REQUIREMENT — Line tally for the word "cluegrid": count the lines below that contain it and reply with the number alone.

[Recorded data]
// ---------------------------------------------------------------------------
// Loading logic
// ---------------------------------------------------------------------------

/// Load and validate configuration from `config/cluegrid.toml`, relative to
/// the given `base_dir`.
///
/// This is the lower-level loading primitive that does not auto-copy defaults.
/// Prefer `load_config()` which handles default initialization automatically.
pub(crate) fn load_config_from(base_dir: &Path) -> Result<Config, ConfigError> {
    let config_path = base_dir.join("config").join("cluegrid.toml");
    let text = read_file(&config_path)?;
    let file: ConfigFile = toml::from_str(&text).map_err(|e| ConfigError::ParseError {
        path: config_path.clone(),
        source: e,
    })?;

    let mut config = Config {
        api: file.api,
        board: file.board,
    };

    // Normalize so request paths can be appended directly.
    while config.api.base_url.ends_with('/') {
        config.api.base_url.pop();
    }

    validate(&config)?;

    Ok(config)
}

/// Ensure all config files exist by copying missing ones from `defaults/`.
/// Returns the list of files that were copied. Skips `.example` files.
pub fn ensure_config_files(base_dir: &Path) -> Result<Vec<PathBuf>, ConfigError> {
    let defaults_dir = base_dir.join("defaults");
    let config_dir = base_dir.join("config");

    if !defaults_dir.exists() {
        // If config/ also doesn't exist, the app will fail to load config.
        // Return an error with a clear message about the missing defaults directory.
        if !config_dir.exists() {
            return Err(ConfigError::DefaultsCopyError {
                message: format!(
                    "neither defaults/ nor config/ directory found in {}; \
                     run from the project root or ensure defaults/ is present",
                    base_dir.display()
                ),
            });
        }
        return Ok(vec![]);
    }

    std::fs::create_dir_all(&config_dir).map_err(|e| ConfigError::DefaultsCopyError {
        message: format!("failed to create config directory: {e}"),
    })?;

    let mut copied = Vec::new();

    let entries = std::fs::read_dir(&defaults_dir).map_err(|e| ConfigError::DefaultsCopyError {
        message: format!("failed to read defaults directory: {e}"),
    })?;

    for entry in entries {
        let entry = entry.map_err(|e| ConfigError::DefaultsCopyError {
            message: format!("failed to read defaults entry: {e}"),
        })?;
        let path = entry.path();

        // Skip non-files and entries without a file name
        if !path.is_file() {
            continue;
        }
        let Some(file_name) = path.file_name() else {
            continue;
        };

        // Skip .example template files
        if file_name.to_str().is_some_and(|n| n.ends_with(".example")) {
            continue;
        }
        let target = config_dir.join(file_name);

        match std::fs::OpenOptions::new()
            .write(true)
            .create_new(true)
            .open(&target)
        {
            Ok(mut dest) => {
                let content = std::fs::read(&path).map_err(|e| ConfigError::DefaultsCopyError {
                    message: format!("failed to read {}: {e}", path.display()),
                })?;
                std::io::Write::write_all(&mut dest, &content).map_err(|e| {
                    ConfigError::DefaultsCopyError {
                        message: format!("failed to write {}: {e}", target.display()),
                    }
                })?;
                copied.push(target);
            }
            Err(e) if e.kind() == std::io::ErrorKind::AlreadyExists => {
                // File already exists in config/, skip it
            }
            Err(e) => {
                return Err(ConfigError::DefaultsCopyError {
                    message: format!("failed to create {}: {e}", target.display()),
                });
            }
        }
    }

    Ok(copied)
}

/// Convenience wrapper: loads config relative to the current working directory.
/// Ensures default config files are copied before loading.
pub fn load_config() -> Result<Config, ConfigError> {
    let cwd = std::env::current_dir().map_err(|_| ConfigError::FileNotFound {
        path: PathBuf::from("."),
    })?;
    ensure_config_files(&cwd)?;
    load_config_from(&cwd)
}

// ---------------------------------------------------------------------------
// Helpers
// ---------------------------------------------------------------------------

fn read_file(path: &Path) -> Result<String, ConfigError> {
    std::fs::read_to_string(path).map_err(|_| ConfigError::FileNotFound {
        path: path.to_path_buf(),
    })
}

// ---------------------------------------------------------------------------
// Validation
// ---------------------------------------------------------------------------

fn validate(config: &Config) -> Result<(), ConfigError> {
    if config.api.base_url.is_empty() {
        return Err(ConfigError::ValidationError {
            field: "api.base_url".into(),
            message: "must not be empty".into(),
        });
    }

    if config.api.request_timeout_secs == 0 {
        return Err(ConfigError::ValidationError {
            field: "api.request_timeout_secs".into(),
            message: "must be greater than 0".into(),
        });
    }

    if config.board.categories == 0 {
        return Err(ConfigError::ValidationError {
            field: "board.categories".into(),
            message: "must be greater than 0".into(),
        });
    }

    if config.board.clues_per_category == 0 {
        return Err(ConfigError::ValidationError {
            field: "board.clues_per_category".into(),
            message: "must be greater than 0".into(),
        });
    }

    Ok(())
}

ANSWER SECTION — 2